Congress may be on a seven-week recess, but Democratic Party leaders are still hard at work trying to sort out which programs their $3.5 trillion spending package will include. The party controls both houses of Congress, but between a wavering centrist faction of the party and the threat of a Republican filibuster blocking progress through the Senate, Democrats have been wont to force through anything remotely controversial.
That’s why this massive agglomeration of programs, which could potentially include Medicare expansion, an extension of the child tax credit, incentives for clean energy investments, and tax increases on corporations’ foreign profits, are heaped into a single spending bill: the Democrats intend to force it through under budget reconciliation, which allows them to fast-track it protects it from a Republican filibuster.
However, even that strategy requires all 50 Democratic senators to vote as a bloc, and Sen. Kyrsten Sinema (D-AZ) has said her mind is firmly set against the bill. House lawmakers have attempted to pressure her to fall in line by holding up the infrastructure bill favored by her.
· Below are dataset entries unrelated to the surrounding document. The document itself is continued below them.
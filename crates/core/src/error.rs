use serde::Serialize;
use thiserror::Error;

/// Source location information for diagnostics
#[derive(Debug, Clone, PartialEq, Eq, Serialize)]
pub struct SourceLocation {
    /// Optional document identity
    pub file: Option<String>,
    /// Line number (1-indexed)
    pub line: usize,
}

impl SourceLocation {
    /// Create a new source location
    pub fn new(line: usize) -> Self {
        Self { file: None, line }
    }

    /// Create a source location with file information
    pub fn with_file(file: impl Into<String>, line: usize) -> Self {
        Self {
            file: Some(file.into()),
            line,
        }
    }
}

impl std::fmt::Display for SourceLocation {
    fn fmt(&self, f: &mut std::fmt::Formatter<'_>) -> std::fmt::Result {
        if let Some(file) = &self.file {
            write!(f, "{}:{}", file, self.line)
        } else {
            write!(f, "line {}", self.line)
        }
    }
}

/// Misuse of the parser API, signalled before any input is looked at.
#[derive(Debug, Clone, PartialEq, Eq, Error)]
pub enum ParserError {
    /// `Parser::environment` was called before `parse`/`parse_local`.
    #[error("A parser's Environment should not be consulted before parsing has started")]
    NotStarted,
    /// `Parser::document` was called before any parse completed.
    #[error("Nothing has been parsed yet")]
    NothingParsed,
}

/// Failure of a whole parse invocation.
///
/// Only structural safeguards end up here; malformed markup is reported
/// through [`ParseDiagnostics`] and diagnostic nodes instead.
#[derive(Debug, Clone, PartialEq, Eq, Error)]
pub enum ParseError {
    /// Nested content went deeper than `ParseOptions::max_nesting_depth`.
    #[error("Nesting depth {depth} exceeds the limit of {limit}")]
    NestingTooDeep {
        /// Depth that was requested
        depth: usize,
        /// Configured limit
        limit: usize,
    },
}

/// Errors a directive may return from `Directive::run`.
///
/// The document parser turns each of these into a system message node at the
/// directive's position and keeps going.
#[derive(Debug, Clone, PartialEq, Eq, Error)]
pub enum DirectiveError {
    /// The directive requires an argument after `::`.
    #[error("Directive \"{0}\" requires an argument")]
    MissingArgument(String),
    /// The directive requires a content block.
    #[error("Directive \"{0}\" requires content")]
    MissingContent(String),
    /// An option value could not be interpreted.
    #[error("Invalid option \"{option}\": {message}")]
    InvalidOption {
        /// Option name
        option: String,
        /// What was wrong with it
        message: String,
    },
    /// Parsing the directive body failed.
    #[error(transparent)]
    Nested(#[from] ParseError),
    /// Anything else a directive wants to report.
    #[error("{0}")]
    Custom(String),
}

impl DirectiveError {
    /// Create a custom directive error
    pub fn custom(message: impl Into<String>) -> Self {
        Self::Custom(message.into())
    }

    /// Create an invalid option error
    pub fn invalid_option(option: impl Into<String>, message: impl Into<String>) -> Self {
        Self::InvalidOption {
            option: option.into(),
            message: message.into(),
        }
    }
}

/// Recoverable error information
#[derive(Debug, Clone, PartialEq, Eq, Serialize)]
pub struct RecoverableError {
    /// Error message
    pub message: String,
    /// Source location
    pub location: SourceLocation,
    /// Error severity
    pub severity: ErrorSeverity,
}

/// Error severity level
#[derive(Debug, Clone, Copy, PartialEq, Eq, Serialize)]
#[serde(rename_all = "lowercase")]
pub enum ErrorSeverity {
    /// Error that was recovered from
    Error,
    /// Warning that doesn't prevent parsing
    Warning,
}

impl RecoverableError {
    /// Create a new recoverable error
    pub fn error(message: impl Into<String>, location: SourceLocation) -> Self {
        Self {
            message: message.into(),
            location,
            severity: ErrorSeverity::Error,
        }
    }

    /// Create a new warning
    pub fn warning(message: impl Into<String>, location: SourceLocation) -> Self {
        Self {
            message: message.into(),
            location,
            severity: ErrorSeverity::Warning,
        }
    }
}

impl std::fmt::Display for RecoverableError {
    fn fmt(&self, f: &mut std::fmt::Formatter<'_>) -> std::fmt::Result {
        let severity = match self.severity {
            ErrorSeverity::Error => "error",
            ErrorSeverity::Warning => "warning",
        };
        write!(f, "{} at {}: {}", severity, self.location, self.message)
    }
}

/// Collection of parse diagnostics (warnings and recoverable errors)
#[derive(Debug, Clone, Default, PartialEq, Eq, Serialize)]
pub struct ParseDiagnostics {
    /// List of non-fatal warnings
    pub warnings: Vec<RecoverableError>,
    /// List of recoverable errors
    pub errors: Vec<RecoverableError>,
}

impl ParseDiagnostics {
    /// Create a new empty diagnostics collection
    pub fn new() -> Self {
        Self::default()
    }

    /// Add a diagnostic, sorted by its severity
    pub fn push(&mut self, diagnostic: RecoverableError) {
        match diagnostic.severity {
            ErrorSeverity::Error => self.errors.push(diagnostic),
            ErrorSeverity::Warning => self.warnings.push(diagnostic),
        }
    }

    /// Add an error with location
    pub fn add_error_at(&mut self, message: impl Into<String>, location: SourceLocation) {
        self.errors.push(RecoverableError::error(message, location));
    }

    /// Add a warning with location
    pub fn add_warning_at(&mut self, message: impl Into<String>, location: SourceLocation) {
        self.warnings
            .push(RecoverableError::warning(message, location));
    }

    /// Move every diagnostic of `other` into this collection
    pub fn extend(&mut self, other: ParseDiagnostics) {
        self.warnings.extend(other.warnings);
        self.errors.extend(other.errors);
    }

    /// Check if there are any warnings
    pub fn has_warnings(&self) -> bool {
        !self.warnings.is_empty()
    }

    /// Check if there are any errors
    pub fn has_errors(&self) -> bool {
        !self.errors.is_empty()
    }

    /// Check if there are any diagnostics
    pub fn has_any(&self) -> bool {
        self.has_warnings() || self.has_errors()
    }

    /// Get total count of all diagnostics
    pub fn count(&self) -> usize {
        self.warnings.len() + self.errors.len()
    }
}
Their go-it-alone strategy narrowly succeeded last week when the House passed a framework for the bill in a close party-line vote of 220-212. However, just nine centrist Democrats were able to gum up the works - an enduring problem when it comes to figuring out what to actually put in the bill.
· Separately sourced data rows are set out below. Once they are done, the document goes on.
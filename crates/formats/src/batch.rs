//! Parallel parsing of many documents.
//!
//! Every input gets its own [`Parser`](xrst_core::Parser) and
//! [`SharedEnvironment`], built from one shared [`ParserBuilder`].

use rayon::prelude::*;
use serde::Serialize;
use std::sync::atomic::{AtomicU32, Ordering};
use std::time::Instant;
use xrst_core::{DocumentNode, ParserBuilder, SharedEnvironment};

/// Input for batch processing: a single document to parse.
#[derive(Debug, Clone)]
pub struct BatchInput {
    /// Document identifier (typically the file path).
    pub id: String,
    /// Markup source.
    pub source: String,
    /// Optional filename override; defaults to `id`.
    pub filename: Option<String>,
}

impl BatchInput {
    /// Creates an input whose filename is its id.
    pub fn new(id: impl Into<String>, source: impl Into<String>) -> Self {
        Self {
            id: id.into(),
            source: source.into(),
            filename: None,
        }
    }
}

/// Result for a single document in a batch.
#[derive(Debug, Clone, Serialize)]
#[serde(rename_all = "camelCase")]
pub struct BatchResult {
    /// Document identifier matching the input.
    pub id: String,
    /// Parsed tree (present unless the parse itself failed).
    pub document: Option<DocumentNode>,
    /// First error, when the parse failed or reported recoverable errors.
    pub error: Option<String>,
}

/// Statistics for batch processing.
#[derive(Debug, Clone, Serialize)]
#[serde(rename_all = "camelCase")]
pub struct BatchStats {
    /// Total number of documents submitted.
    pub total: u32,
    /// Number of documents parsed without errors.
    pub succeeded: u32,
    /// Number of documents with errors.
    pub failed: u32,
    /// Total processing time in milliseconds.
    pub processing_time_ms: f64,
}

/// Options for batch processing.
#[derive(Debug, Clone, Default)]
pub struct BatchOptions {
    /// Maximum number of threads to use. Defaults to number of CPU cores.
    pub max_threads: Option<u32>,
    /// Whether to continue processing after an error. Defaults to true.
    pub continue_on_error: Option<bool>,
}

/// Result of batch processing containing all results and statistics.
#[derive(Debug, Clone, Serialize)]
#[serde(rename_all = "camelCase")]
pub struct BatchProcessingResult {
    /// Individual results, in input order.
    pub results: Vec<BatchResult>,
    /// Processing statistics.
    pub stats: BatchStats,
}

/// Parses `inputs` in parallel.
///
/// With `continue_on_error` off, documents are parsed one after another and
/// processing stops after the first document with errors.
pub fn parse_batch(
    builder: &ParserBuilder,
    inputs: Vec<BatchInput>,
    options: Option<BatchOptions>,
) -> BatchProcessingResult {
    let start = Instant::now();
    let opts = options.unwrap_or_default();
    let continue_on_error = opts.continue_on_error.unwrap_or(true);

    // Configure thread pool if max_threads is specified
    let pool = opts.max_threads.and_then(|max_threads| {
        rayon::ThreadPoolBuilder::new()
            .num_threads(max_threads as usize)
            .build()
            .map_err(|err| log::warn!("Falling back to the global thread pool: {}", err))
            .ok()
    });

    let total = inputs.len() as u32;
    let succeeded = AtomicU32::new(0);
    let failed = AtomicU32::new(0);

    let process_input = |input: BatchInput| -> BatchResult {
        let mut parser = builder.build();
        parser.set_filename(input.filename.unwrap_or_else(|| input.id.clone()));
        let environment = SharedEnvironment::default();

        let (document, error) = match parser.parse(&environment, &input.source) {
            Ok(document) => {
                let error = document.diagnostics.errors.first().map(ToString::to_string);
                (Some(document.clone()), error)
            }
            Err(err) => (None, Some(err.to_string())),
        };
        if error.is_some() {
            failed.fetch_add(1, Ordering::Relaxed);
        } else {
            succeeded.fetch_add(1, Ordering::Relaxed);
        }
        BatchResult {
            id: input.id,
            document,
            error,
        }
    };

    let results: Vec<BatchResult> = if continue_on_error {
        match pool {
            Some(pool) => pool.install(|| inputs.into_par_iter().map(process_input).collect()),
            None => inputs.into_par_iter().map(process_input).collect(),
        }
    } else {
        let mut results = Vec::with_capacity(inputs.len());
        for input in inputs {
            let result = process_input(input);
            let stop = result.error.is_some();
            results.push(result);
            if stop {
                break;
            }
        }
        results
    };

    let elapsed = start.elapsed();
    log::debug!("Parsed {} of {} documents in {:?}", results.len(), total, elapsed);

    BatchProcessingResult {
        results,
        stats: BatchStats {
            total,
            succeeded: succeeded.load(Ordering::Relaxed),
            failed: failed.load(Ordering::Relaxed),
            processing_time_ms: elapsed.as_secs_f64() * 1000.0,
        },
    }
}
US Sen. Kyrsten Sinema, a Democrat from Arizona
According to Politico, House Speaker Nancy Pelosi (D-CA) has directed the heads of relevant House committees to resolve all major disputes about content with their Senate counterparts before the week is out.
Rep. Tom Cole (R-OK) told Politico on Thursday that Pelosi was so “anxious” to get the bill passed she was yielding control to Senate Majority Leader Chuck Schumer (D-NY).
“The fact that we did a $1.2 trillion infrastructure bill with essentially very little input from the House - it was an institutional surrender to the Senate," he said of the parallel bill that has worked its way through the Senate for months. 
The Senate finally passed that bill in mid-August. Progressive House Democrats have promised they’ll only support the $3.5 trillion bill if it’s voted on at the same time as the infrastructure bill, which is scheduled for September 27 - one week after lawmakers return to Washington. 
Meanwhile, another force is seeking to undermine the entire bill: corporate lobbyists.
According to a report by the Washington Post, the sweeping progressive measures in the $3.5 trillion bill have aroused the fury of a host of American industrial giants, including the US Chamber of Commerce, the National Association of Manufacturers, PhRMA, and the Business Roundtable.
In addition to “traditional lobbying,” the report says the trade groups are rolling out what Business Roundtable told the paper would be “a significant, multifaceted campaign” to stop tax hikes and would “continue to ramp up our efforts in the coming weeks.”
U.S. Senate Majority Leader Chuck Schumer (D-NY) departs the Senate at lunchtime, after morning remarks on the a $1 trillion bipartisan infrastructure bill at the U.S. Capitol in Washington, U.S. August 9, 2021.
In a statement following the House’s approval of the framework last week, the US Chamber of Commerce pledged to “do everything we can to prevent this tax raising, job-killing reconciliation bill from becoming law.” Ironically, in the same statement, it hailed the $1.2 trillion infrastructure bill as something every member of Congress should support.
Other industries are levying their own seven-figure ad campaigns aimed at swaying public opinion against the bill, including comparing drug pricing proposals to socialism, claiming increased taxation would make the US more like China and hurt its global competitiveness, and that various parts of the bill would have made the COVID-19 pandemic worse.
“A lot of Americans live in districts represented by more moderate candidates, and those members don’t necessarily know whether they’re going to be in office in a couple of years,” Sarah Bryner, director of research and strategy at the Center for Responsive Politics, told the Post. “By targeting people in districts of what we might say are vulnerable members, which tend to be more centrist, companies hope to exert pressure essentially.”